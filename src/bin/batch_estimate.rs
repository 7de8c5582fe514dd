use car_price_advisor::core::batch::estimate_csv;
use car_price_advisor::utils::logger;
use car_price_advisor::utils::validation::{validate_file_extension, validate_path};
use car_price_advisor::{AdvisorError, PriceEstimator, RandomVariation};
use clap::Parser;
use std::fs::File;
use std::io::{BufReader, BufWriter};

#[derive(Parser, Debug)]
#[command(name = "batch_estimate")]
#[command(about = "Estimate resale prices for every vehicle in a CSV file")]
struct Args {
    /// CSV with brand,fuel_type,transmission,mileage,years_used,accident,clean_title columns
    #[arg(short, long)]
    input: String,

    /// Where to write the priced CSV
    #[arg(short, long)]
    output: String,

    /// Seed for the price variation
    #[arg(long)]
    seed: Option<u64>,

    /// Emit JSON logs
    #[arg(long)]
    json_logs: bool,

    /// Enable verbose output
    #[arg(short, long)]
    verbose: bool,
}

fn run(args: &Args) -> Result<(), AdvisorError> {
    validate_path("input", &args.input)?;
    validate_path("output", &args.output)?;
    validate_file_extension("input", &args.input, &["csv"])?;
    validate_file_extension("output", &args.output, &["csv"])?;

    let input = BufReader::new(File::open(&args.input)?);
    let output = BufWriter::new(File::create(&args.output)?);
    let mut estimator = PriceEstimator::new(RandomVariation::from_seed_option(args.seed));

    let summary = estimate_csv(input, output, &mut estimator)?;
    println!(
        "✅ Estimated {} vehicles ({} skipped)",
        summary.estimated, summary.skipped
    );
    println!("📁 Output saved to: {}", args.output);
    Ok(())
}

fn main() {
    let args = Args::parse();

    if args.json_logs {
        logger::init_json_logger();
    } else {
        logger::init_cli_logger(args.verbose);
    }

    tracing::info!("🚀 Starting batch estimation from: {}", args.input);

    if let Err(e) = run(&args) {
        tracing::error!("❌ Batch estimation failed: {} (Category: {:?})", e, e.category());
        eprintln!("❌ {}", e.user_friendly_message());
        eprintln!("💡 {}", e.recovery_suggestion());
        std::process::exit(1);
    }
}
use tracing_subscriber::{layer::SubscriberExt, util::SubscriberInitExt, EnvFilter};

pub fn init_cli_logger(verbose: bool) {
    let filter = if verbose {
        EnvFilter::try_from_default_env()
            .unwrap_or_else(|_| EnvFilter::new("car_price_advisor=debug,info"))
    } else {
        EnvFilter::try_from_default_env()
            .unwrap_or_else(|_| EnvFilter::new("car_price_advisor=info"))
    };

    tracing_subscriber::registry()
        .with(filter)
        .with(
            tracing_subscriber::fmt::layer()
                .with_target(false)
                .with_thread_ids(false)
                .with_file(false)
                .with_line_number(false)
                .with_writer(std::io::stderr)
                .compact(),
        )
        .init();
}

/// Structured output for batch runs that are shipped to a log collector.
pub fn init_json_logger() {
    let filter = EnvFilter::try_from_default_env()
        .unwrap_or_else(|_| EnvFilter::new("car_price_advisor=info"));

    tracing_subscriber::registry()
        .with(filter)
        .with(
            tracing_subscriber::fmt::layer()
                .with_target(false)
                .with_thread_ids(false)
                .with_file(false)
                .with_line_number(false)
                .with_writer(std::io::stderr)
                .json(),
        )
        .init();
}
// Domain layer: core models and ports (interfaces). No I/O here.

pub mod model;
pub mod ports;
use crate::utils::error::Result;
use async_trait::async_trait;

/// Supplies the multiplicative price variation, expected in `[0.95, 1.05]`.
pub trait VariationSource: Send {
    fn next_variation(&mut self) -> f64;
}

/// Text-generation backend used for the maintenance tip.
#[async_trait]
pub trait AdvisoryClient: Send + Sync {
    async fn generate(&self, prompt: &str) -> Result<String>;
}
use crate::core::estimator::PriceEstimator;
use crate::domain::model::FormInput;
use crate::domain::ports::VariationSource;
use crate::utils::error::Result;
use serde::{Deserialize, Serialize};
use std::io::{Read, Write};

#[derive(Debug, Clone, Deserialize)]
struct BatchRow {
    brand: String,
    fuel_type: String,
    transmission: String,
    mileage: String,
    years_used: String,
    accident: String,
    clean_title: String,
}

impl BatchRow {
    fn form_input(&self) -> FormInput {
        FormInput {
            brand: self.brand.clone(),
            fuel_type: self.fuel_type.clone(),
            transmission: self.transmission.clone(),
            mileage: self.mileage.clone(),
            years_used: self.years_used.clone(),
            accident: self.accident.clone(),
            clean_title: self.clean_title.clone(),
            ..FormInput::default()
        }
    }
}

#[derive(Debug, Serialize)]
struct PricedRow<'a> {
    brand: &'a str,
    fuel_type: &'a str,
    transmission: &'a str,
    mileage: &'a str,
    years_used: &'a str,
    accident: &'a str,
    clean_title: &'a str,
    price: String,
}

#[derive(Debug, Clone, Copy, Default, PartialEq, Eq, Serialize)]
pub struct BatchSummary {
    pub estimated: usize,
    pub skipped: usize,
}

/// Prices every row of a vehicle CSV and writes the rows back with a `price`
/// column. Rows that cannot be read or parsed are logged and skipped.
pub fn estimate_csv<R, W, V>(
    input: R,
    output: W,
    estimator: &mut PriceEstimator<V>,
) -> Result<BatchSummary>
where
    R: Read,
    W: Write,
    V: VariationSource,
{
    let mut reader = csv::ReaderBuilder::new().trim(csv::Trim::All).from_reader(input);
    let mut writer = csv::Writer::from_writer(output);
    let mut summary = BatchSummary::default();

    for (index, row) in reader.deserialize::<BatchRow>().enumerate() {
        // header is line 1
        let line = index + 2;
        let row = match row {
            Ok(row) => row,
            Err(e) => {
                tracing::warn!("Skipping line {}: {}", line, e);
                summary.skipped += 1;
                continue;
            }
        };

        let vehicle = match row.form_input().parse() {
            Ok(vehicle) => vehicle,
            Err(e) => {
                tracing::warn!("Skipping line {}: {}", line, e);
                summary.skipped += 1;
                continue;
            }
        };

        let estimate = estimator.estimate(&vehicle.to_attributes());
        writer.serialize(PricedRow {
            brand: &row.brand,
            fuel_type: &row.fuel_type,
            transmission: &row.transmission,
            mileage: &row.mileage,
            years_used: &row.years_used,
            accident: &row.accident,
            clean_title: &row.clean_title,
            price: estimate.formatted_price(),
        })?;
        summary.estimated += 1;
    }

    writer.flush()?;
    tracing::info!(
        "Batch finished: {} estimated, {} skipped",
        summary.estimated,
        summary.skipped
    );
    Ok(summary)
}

...

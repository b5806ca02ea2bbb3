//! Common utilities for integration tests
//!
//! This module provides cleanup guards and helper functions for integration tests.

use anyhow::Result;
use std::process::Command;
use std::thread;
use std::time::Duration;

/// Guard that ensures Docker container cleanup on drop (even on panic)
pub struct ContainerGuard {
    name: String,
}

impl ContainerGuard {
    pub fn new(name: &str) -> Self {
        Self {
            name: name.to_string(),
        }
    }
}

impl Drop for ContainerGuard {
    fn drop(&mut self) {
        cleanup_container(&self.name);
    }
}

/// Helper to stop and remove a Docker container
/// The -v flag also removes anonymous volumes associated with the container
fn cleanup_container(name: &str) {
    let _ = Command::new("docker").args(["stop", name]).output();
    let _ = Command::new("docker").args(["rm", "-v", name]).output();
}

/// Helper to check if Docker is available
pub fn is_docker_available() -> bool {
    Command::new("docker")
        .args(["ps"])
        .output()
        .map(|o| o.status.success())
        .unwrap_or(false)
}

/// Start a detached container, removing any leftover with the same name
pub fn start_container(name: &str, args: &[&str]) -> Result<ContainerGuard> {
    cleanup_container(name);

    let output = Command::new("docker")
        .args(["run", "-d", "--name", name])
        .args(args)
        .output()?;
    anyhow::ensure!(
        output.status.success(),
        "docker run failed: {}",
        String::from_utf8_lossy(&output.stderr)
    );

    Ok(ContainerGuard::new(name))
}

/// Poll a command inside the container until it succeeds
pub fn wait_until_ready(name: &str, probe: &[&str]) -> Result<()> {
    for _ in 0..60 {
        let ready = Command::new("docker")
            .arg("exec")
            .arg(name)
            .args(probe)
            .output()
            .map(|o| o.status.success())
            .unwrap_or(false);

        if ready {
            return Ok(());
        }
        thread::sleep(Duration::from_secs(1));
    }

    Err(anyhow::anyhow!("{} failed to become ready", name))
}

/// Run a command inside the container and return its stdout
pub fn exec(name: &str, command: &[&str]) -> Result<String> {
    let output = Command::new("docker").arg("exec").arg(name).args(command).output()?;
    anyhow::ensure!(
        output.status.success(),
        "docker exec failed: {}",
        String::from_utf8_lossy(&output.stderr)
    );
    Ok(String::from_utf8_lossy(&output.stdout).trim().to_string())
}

---

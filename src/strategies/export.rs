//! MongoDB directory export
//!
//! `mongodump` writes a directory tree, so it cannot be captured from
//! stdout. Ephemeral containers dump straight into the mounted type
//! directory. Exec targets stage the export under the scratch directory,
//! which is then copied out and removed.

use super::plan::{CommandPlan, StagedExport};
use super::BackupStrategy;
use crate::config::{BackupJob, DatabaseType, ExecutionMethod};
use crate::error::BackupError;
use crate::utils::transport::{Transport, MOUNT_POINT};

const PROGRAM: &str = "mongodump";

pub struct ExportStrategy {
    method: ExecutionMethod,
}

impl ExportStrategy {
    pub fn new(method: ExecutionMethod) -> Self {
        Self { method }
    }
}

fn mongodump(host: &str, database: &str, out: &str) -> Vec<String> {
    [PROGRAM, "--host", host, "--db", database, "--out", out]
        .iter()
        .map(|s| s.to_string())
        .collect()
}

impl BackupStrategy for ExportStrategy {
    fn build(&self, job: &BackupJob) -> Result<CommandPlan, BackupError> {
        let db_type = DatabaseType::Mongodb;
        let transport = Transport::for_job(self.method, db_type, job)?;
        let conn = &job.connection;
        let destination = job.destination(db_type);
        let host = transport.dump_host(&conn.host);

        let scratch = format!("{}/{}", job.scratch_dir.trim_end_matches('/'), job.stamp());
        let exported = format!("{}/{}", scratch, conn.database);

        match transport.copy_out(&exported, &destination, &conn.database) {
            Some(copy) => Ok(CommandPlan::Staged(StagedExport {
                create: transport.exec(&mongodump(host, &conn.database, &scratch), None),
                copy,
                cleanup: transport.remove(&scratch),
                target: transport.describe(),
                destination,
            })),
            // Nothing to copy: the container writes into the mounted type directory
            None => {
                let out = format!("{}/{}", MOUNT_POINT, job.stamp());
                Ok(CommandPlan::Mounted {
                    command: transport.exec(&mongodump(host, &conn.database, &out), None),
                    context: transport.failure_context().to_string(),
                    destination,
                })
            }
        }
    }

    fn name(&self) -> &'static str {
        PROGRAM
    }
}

— THE TASK —
Please list every line of the records that contains "stdout".

— YOUR RESPONSE —
/// Run a command inside the container and return its stdout
    Ok(String::from_utf8_lossy(&output.stdout).trim().to_string())
//! stdout. Ephemeral containers dump straight into the mounted type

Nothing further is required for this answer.